#### [ACTIVITY]
Reproduce the data exactly.

● ● ● ● ● ● ●

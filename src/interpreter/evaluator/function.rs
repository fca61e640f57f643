use crate::{
    ast::Expression,
    error::RuntimeError,
    interpreter::{
        environment::Env,
        evaluator::core::{EvalResult, eval_expressions, eval_expression, eval_statement},
        value::core::{FunctionValue, Value},
    },
};

/// Evaluates a call expression.
///
/// The callee and then the arguments evaluate strictly left to right before
/// dispatch. User functions run their body in a fresh scope enclosed by the
/// function's captured environment (not the caller's), which is what gives
/// closures their lexical behaviour. Builtins receive the evaluated
/// argument vector directly.
pub fn eval_call(callee: &Expression, arguments: &[Expression], env: &Env) -> EvalResult<Value> {
    let callee = eval_expression(callee, env)?;
    let arguments = eval_expressions(arguments, env)?;

    match callee {
        Value::Function(function) => apply_function(&function, arguments),
        Value::Builtin(builtin) => builtin.apply(&arguments),
        other => Err(RuntimeError::NotAFunction { got: other.kind() }),
    }
}

/// Applies a user-defined function to evaluated arguments.
///
/// Parameters bind positionally in the call scope. The body runs as a
/// block; a [`Value::ReturnValue`] coming back out is unwrapped here, and a
/// body that falls off the end yields its last statement's value, or `null`
/// when there is none.
fn apply_function(function: &FunctionValue, arguments: Vec<Value>) -> EvalResult<Value> {
    if arguments.len() != function.parameters.len() {
        return Err(RuntimeError::WrongArgumentCount { got:  arguments.len(),
                                                      want: format!("want={}",
                                                                    function.parameters.len()), });
    }

    let call_env = Env::new_enclosed(&function.env);

    for (parameter, value) in function.parameters.iter().zip(arguments) {
        call_env.set(parameter, value);
    }

    match eval_statement(&function.body, &call_env)? {
        Some(Value::ReturnValue(value)) => Ok(*value),
        Some(value) => Ok(value),
        None => Ok(Value::Null),
    }
}
/// Name resolution with lexical scoping.
///
/// Declares the shared environment handle used by the evaluator and by
/// closures. Scopes chain outward to the global scope; function values keep
/// their defining scope alive.
pub mod environment;
/// Tree-walking evaluation of parsed programs.
///
/// The evaluator dispatches recursively over the AST, manages scopes and
/// control flow, and applies the operator tables and the builtin library.
pub mod evaluator;
/// Tokenization of source text.
///
/// Defines the token vocabulary and the on-demand lexer built on a
/// generated automaton. Lexical errors surface as `ILLEGAL` tokens that the
/// parser rejects.
pub mod lexer;
/// Top-down operator precedence parsing.
///
/// Builds precedence-correct expression trees from the token stream and
/// collects parse errors instead of stopping at the first one.
pub mod parser;
/// Runtime values and write handles.
///
/// Defines the tagged value union shared by the evaluator, the operator
/// tables and the builtins, plus the transient lvalue handles assignments
/// consume.
pub mod value;
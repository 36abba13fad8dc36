//! Composes multiple policies into one decision.

use crate::action::Action;
use crate::context::EvaluationContext;
use crate::policy::Policy;

/// A set of policies evaluated together, strictest-wins.
///
/// With zero policies configured, [`PolicyEngine::evaluate`] returns
/// [`Action::Deny`]: an engine that has nothing to say about a request
/// must not be mistaken for one that allows it.
#[derive(Debug, Clone, Default)]
pub struct PolicyEngine {
    policies: Vec<Policy>,
}

impl PolicyEngine {
    /// An engine with no policies -- every evaluation denies.
    pub fn new() -> Self {
        Self::default()
    }

    /// Build an engine from a set of policies.
    pub fn with_policies(policies: Vec<Policy>) -> Self {
        Self { policies }
    }

    /// Add a policy to this engine.
    pub fn add_policy(&mut self, policy: Policy) {
        self.policies.push(policy);
    }

    /// Resolve the strictest action across every configured policy.
    pub fn evaluate(&self, ctx: &EvaluationContext) -> Action {
        if self.policies.is_empty() {
            return Action::Deny;
        }
        self.policies
            .iter()
            .map(|p| p.evaluate(ctx))
            .fold(Action::Allow, Action::strictest)
    }
}
//! Trust chain scoring and revocation for the isnad trust substrate.
//!
//! [`chain::TrustChain`] stores verified attestations and computes direct
//! ([`chain::TrustChain::trust_score`]) and transitive
//! ([`chain::TrustChain::chain_trust`]) trust. [`revocation::RevocationRegistry`]
//! holds the signed revocation entries both scoring functions consult.

#![warn(missing_docs)]
#![warn(clippy::all)]

pub mod chain;
pub mod error;
pub mod revocation;

pub use chain::{AttestationBundle, BundleSignature, TrustChain, BUNDLE_FORMAT};
pub use error::{ChainError, ChainResult};
pub use revocation::RevocationRegistry;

● ● ● ● ● ● ●

#### [EXERCISE OUTPUT]
filename src/interpreter/evaluator/function.rs
repository fca61e640f57f643
use crate::{
    ast::Expression,
    error::RuntimeError,
    interpreter::{
        environment::Env,
        evaluator::core::{EvalResult, eval_expressions, eval_expression, eval_statement},
        value::core::{FunctionValue, Value},
    },
};

/// Evaluates a call expression.
///
/// The callee and then the arguments evaluate strictly left to right before
/// dispatch. User functions run their body in a fresh scope enclosed by the
/// function's captured environment (not the caller's), which is what gives
/// closures their lexical behaviour. Builtins receive the evaluated
/// argument vector directly.
pub fn eval_call(callee: &Expression, arguments: &[Expression], env: &Env) -> EvalResult<Value> {
    let callee = eval_expression(callee, env)?;
    let arguments = eval_expressions(arguments, env)?;

    match callee {
        Value::Function(function) => apply_function(&function, arguments),
        Value::Builtin(builtin) => builtin.apply(&arguments),
        other => Err(RuntimeError::NotAFunction { got: other.kind() }),
    }
}

/// Applies a user-defined function to evaluated arguments.
///
/// Parameters bind positionally in the call scope. The body runs as a
/// block; a [`Value::ReturnValue`] coming back out is unwrapped here, and a
/// body that falls off the end yields its last statement's value, or `null`
/// when there is none.
fn apply_function(function: &FunctionValue, arguments: Vec<Value>) -> EvalResult<Value> {
    if arguments.len() != function.parameters.len() {
        return Err(RuntimeError::WrongArgumentCount { got:  arguments.len(),
                                                      want: format!("want={}",
                                                                    function.parameters.len()), });
    }

    let call_env = Env::new_enclosed(&function.env);

    for (parameter, value) in function.parameters.iter().zip(arguments) {
        call_env.set(parameter, value);
    }

    match eval_statement(&function.body, &call_env)? {
        Some(Value::ReturnValue(value)) => Ok(*value),
        Some(value) => Ok(value),
        None => Ok(Value::Null),
    }
}
/// Name resolution with lexical scoping.
///
/// Declares the shared environment handle used by the evaluator and by
/// closures. Scopes chain outward to the global scope; function values keep
/// their defining scope alive.
pub mod environment;
/// Tree-walking evaluation of parsed programs.
///
/// The evaluator dispatches recursively over the AST, manages scopes and
/// control flow, and applies the operator tables and the builtin library.
pub mod evaluator;
/// Tokenization of source text.
///
/// Defines the token vocabulary and the on-demand lexer built on a
/// generated automaton. Lexical errors surface as `ILLEGAL` tokens that the
/// parser rejects.
pub mod lexer;
/// Top-down operator precedence parsing.
///
/// Builds precedence-correct expression trees from the token stream and
/// collects parse errors instead of stopping at the first one.
pub mod parser;
/// Runtime values and write handles.
///
/// Defines the tagged value union shared by the evaluator, the operator
/// tables and the builtins, plus the transient lvalue handles assignments
/// consume.
pub mod value;
repository 36abba13fad8dc36
//! Composes multiple policies into one decision.

use crate::action::Action;
use crate::context::EvaluationContext;
use crate::policy::Policy;

/// A set of policies evaluated together, strictest-wins.
///
/// With zero policies configured, [`PolicyEngine::evaluate`] returns
/// [`Action::Deny`]: an engine that has nothing to say about a request
/// must not be mistaken for one that allows it.
#[derive(Debug, Clone, Default)]
pub struct PolicyEngine {
    policies: Vec<Policy>,
}

impl PolicyEngine {
    /// An engine with no policies -- every evaluation denies.
    pub fn new() -> Self {
        Self::default()
    }

    /// Build an engine from a set of policies.
    pub fn with_policies(policies: Vec<Policy>) -> Self {
        Self { policies }
    }

    /// Add a policy to this engine.
    pub fn add_policy(&mut self, policy: Policy) {
        self.policies.push(policy);
    }

    /// Resolve the strictest action across every configured policy.
    pub fn evaluate(&self, ctx: &EvaluationContext) -> Action {
        if self.policies.is_empty() {
            return Action::Deny;
        }
        self.policies
            .iter()
            .map(|p| p.evaluate(ctx))
            .fold(Action::Allow, Action::strictest)
    }
}
//! Trust chain scoring and revocation for the isnad trust substrate.
//!
//! [`chain::TrustChain`] stores verified attestations and computes direct
//! ([`chain::TrustChain::trust_score`]) and transitive
//! ([`chain::TrustChain::chain_trust`]) trust. [`revocation::RevocationRegistry`]
//! holds the signed revocation entries both scoring functions consult.

#![warn(missing_docs)]
#![warn(clippy::all)]

pub mod chain;
pub mod error;
pub mod revocation;

pub use chain::{AttestationBundle, BundleSignature, TrustChain, BUNDLE_FORMAT};
pub use error::{ChainError, ChainResult};
pub use revocation::RevocationRegistry;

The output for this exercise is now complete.